ACTIVITY:
Return each line of the entries that holds the string "HistogramSet".

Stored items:
^^^^^^^^
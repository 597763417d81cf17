//! Multi-rank runners
//!
//! [`LocalCluster`] runs every rank of the job as a tokio task over a shared
//! [`LocalFabric`] and merges their reports. [`TcpRank`] runs the single rank
//! of this process over a TCP mesh; rank 0 gathers and merges the reports of
//! all ranks.

use crate::engine::Engine;
use crate::error::{AppError, BackoffPolicy, Result, RetryPolicy};
use crate::histogram::{BinLayout, HistogramSet};
use crate::logging::{ErrorEventLogger, Logger};
use crate::models::{ClusterReport, RankReport, TestConfig};
use crate::timer::{default_clock, Clock};
use crate::topology::RankTopology;
use crate::transport::{local_transport, LocalFabric, TcpTransport};
use crate::types::{NodeId, TransportKind};
use chrono::Utc;
use std::sync::Arc;
use std::time::Instant;
use tokio::task::JoinSet;
use uuid::Uuid;

/// Builds the clock each rank measures with
pub type ClockFactory = fn() -> Box<dyn Clock>;

/// Parameters shared by every rank of a run
#[derive(Debug, Clone)]
pub struct RunPlan {
    pub transport: TransportKind,
    pub test: TestConfig,
    pub topology: Arc<RankTopology>,
    pub layout: BinLayout,
    pub policy: RetryPolicy,
}

impl RunPlan {
    pub fn num_ranks(&self) -> usize {
        self.topology.num_ranks()
    }
}

/// All ranks of the job inside this process
pub struct LocalCluster {
    plan: RunPlan,
    fabric: Arc<LocalFabric>,
    clock: ClockFactory,
}

impl LocalCluster {
    pub fn new(plan: RunPlan) -> Self {
        let fabric = LocalFabric::new(plan.num_ranks());
        Self::with_fabric(plan, fabric)
    }

    /// Run over a prepared fabric, e.g. one with injected faults
    pub fn with_fabric(plan: RunPlan, fabric: Arc<LocalFabric>) -> Self {
        Self {
            plan,
            fabric,
            clock: default_clock,
        }
    }

    pub fn with_clock(mut self, clock: ClockFactory) -> Self {
        self.clock = clock;
        self
    }

    pub fn fabric(&self) -> &Arc<LocalFabric> {
        &self.fabric
    }

    /// Run every rank to completion; the first failing rank aborts the others
    pub async fn run(self, logger: &Logger) -> Result<ClusterReport> {
        let plan = self.plan;
        if !plan.transport.is_in_process() {
            return Err(AppError::config(format!(
                "The {} transport cannot run as a local cluster",
                plan.transport
            )));
        }
        if self.fabric.num_ranks() != plan.num_ranks() {
            return Err(AppError::internal(format!(
                "fabric has {} ranks, topology maps {}",
                self.fabric.num_ranks(),
                plan.num_ranks()
            )));
        }

        let session_id = Uuid::new_v4().to_string();
        let started_at = Utc::now();
        let started = Instant::now();
        let errors = ErrorEventLogger::new(logger.clone());

        let mut clock_name = "";
        let mut tasks = JoinSet::new();
        for rank in 0..plan.num_ranks() {
            let rank_logger = logger.for_rank(rank).await;
            let port = self.fabric.attach(rank)?;
            let mut transport = local_transport(plan.transport, port, plan.policy, &rank_logger)?;
            let mut engine = Engine::new(
                plan.test,
                Arc::clone(&plan.topology),
                plan.layout,
                (self.clock)(),
                &rank_logger,
            );
            clock_name = engine.clock_name();
            tasks.spawn(async move { engine.run(transport.as_mut()).await });
        }

        let mut reports: Vec<RankReport> = Vec::with_capacity(plan.num_ranks());
        while let Some(joined) = tasks.join_next().await {
            let outcome = joined.map_err(AppError::from).and_then(|result| result);
            match outcome {
                Ok(report) => reports.push(report),
                Err(error) => {
                    tasks.abort_all();
                    errors.log_error(&error, Some("local cluster"), None).await;
                    return Err(error);
                }
            }
        }

        ClusterReport::from_ranks(
            session_id,
            started_at,
            started.elapsed().as_millis() as u64,
            plan.transport,
            clock_name.to_string(),
            plan.test,
            plan.topology.as_ref().clone(),
            reports,
            HistogramSet::new(plan.layout),
        )
    }
}

/// The rank of this process in a TCP job
pub struct TcpRank {
    pub rank: usize,
    pub peers: Vec<String>,
    /// Node id announced to the peers
    pub node_id: NodeId,
    /// Mapping that overrides the node ids learned from the peers
    pub topology: Option<RankTopology>,
    pub test: TestConfig,
    pub layout: BinLayout,
    pub policy: RetryPolicy,
    pub backoff: BackoffPolicy,
}

impl TcpRank {
    /// Connect, measure and gather; only rank 0 returns a report
    pub async fn run(self, logger: &Logger) -> Result<Option<ClusterReport>> {
        let session_id = Uuid::new_v4().to_string();
        let started_at = Utc::now();
        let started = Instant::now();
        let rank_logger = logger.for_rank(self.rank).await;

        let mut transport = TcpTransport::connect(
            self.rank,
            &self.peers,
            self.node_id,
            self.policy,
            &self.backoff,
            &rank_logger,
        )
        .await?;

        let topology = match self.topology {
            Some(topology) => topology,
            None => transport.topology()?,
        };
        let topology = Arc::new(topology);

        let mut engine = Engine::new(
            self.test,
            Arc::clone(&topology),
            self.layout,
            default_clock(),
            &rank_logger,
        );
        let clock_name = engine.clock_name();
        let report = match engine.run(&mut transport).await {
            Ok(report) => report,
            Err(error) => {
                ErrorEventLogger::new(rank_logger)
                    .log_error(&error, Some("tcp rank"), None)
                    .await;
                return Err(error);
            }
        };

        let Some(reports) = transport.gather_reports(report).await? else {
            return Ok(None);
        };

        ClusterReport::from_ranks(
            session_id,
            started_at,
            started.elapsed().as_millis() as u64,
            TransportKind::Tcp,
            clock_name.to_string(),
            self.test,
            topology.as_ref().clone(),
            reports,
            HistogramSet::new(self.layout),
        )
        .map(Some)
    }
}

#[cfg(test)]
mod tests {
    use super::*;
    use crate::histogram::LatencyVariable;
    use crate::timer::StepClock;
    use std::time::Duration;

    fn step_clock() -> Box<dyn Clock> {
        Box::new(StepClock::new(250))
    }

    fn plan(transport: TransportKind, node_ids: Vec<NodeId>, num_messages: usize) -> RunPlan {
        let topology = RankTopology::from_node_ids(node_ids).unwrap();
        RunPlan {
            transport,
            test: TestConfig {
                num_cycles: 1,
                num_stages: crate::schedule::ceil_pow2(topology.num_ranks()),
                num_messages,
                num_warmup: 1,
                message_size: 16,
            },
            topology: Arc::new(topology),
            layout: BinLayout::default(),
            policy: RetryPolicy::bounded(None, Duration::from_secs(10)),
        }
    }

    #[tokio::test(flavor = "multi_thread", worker_threads = 2)]
    async fn test_two_rank_cluster() {
        let report = LocalCluster::new(plan(TransportKind::TwoSided, vec![0, 1], 20))
            .with_clock(step_clock)
            .run(&Logger::silent("TEST"))
            .await
            .unwrap();

        assert_eq!(report.num_ranks, 2);
        assert_eq!(report.clock, "step");
        assert_eq!(report.pairings_measured(), 2);
        assert_eq!(report.histograms.total(LatencyVariable::OffNodeOnesided), 40);
        assert_eq!(report.histograms.total(LatencyVariable::OffNodePairwiseMinimum), 2);
        assert_eq!(report.histograms.total(LatencyVariable::OnNodeOnesided), 0);
    }

    #[tokio::test]
    async fn test_local_cluster_rejects_tcp() {
        let result = LocalCluster::new(plan(TransportKind::Tcp, vec![0, 1], 1))
            .run(&Logger::silent("TEST"))
            .await;
        assert!(matches!(result, Err(AppError::Config(_))));
    }

    #[tokio::test(flavor = "multi_thread", worker_threads = 2)]
    async fn test_resource_failure_aborts_run() {
        let plan = plan(TransportKind::Rdma, vec![0, 0], 5);
        let fabric = LocalFabric::with_registration_limit(2, 1);
        let result = LocalCluster::with_fabric(plan, fabric)
            .with_clock(step_clock)
            .run(&Logger::silent("TEST"))
            .await;
        assert!(matches!(result, Err(AppError::Resource { .. })));
    }
}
^^^^^^^^
OUTPUT FOR THIS TASK:
use crate::histogram::{BinLayout, HistogramSet};
            HistogramSet::new(plan.layout),
            HistogramSet::new(self.layout),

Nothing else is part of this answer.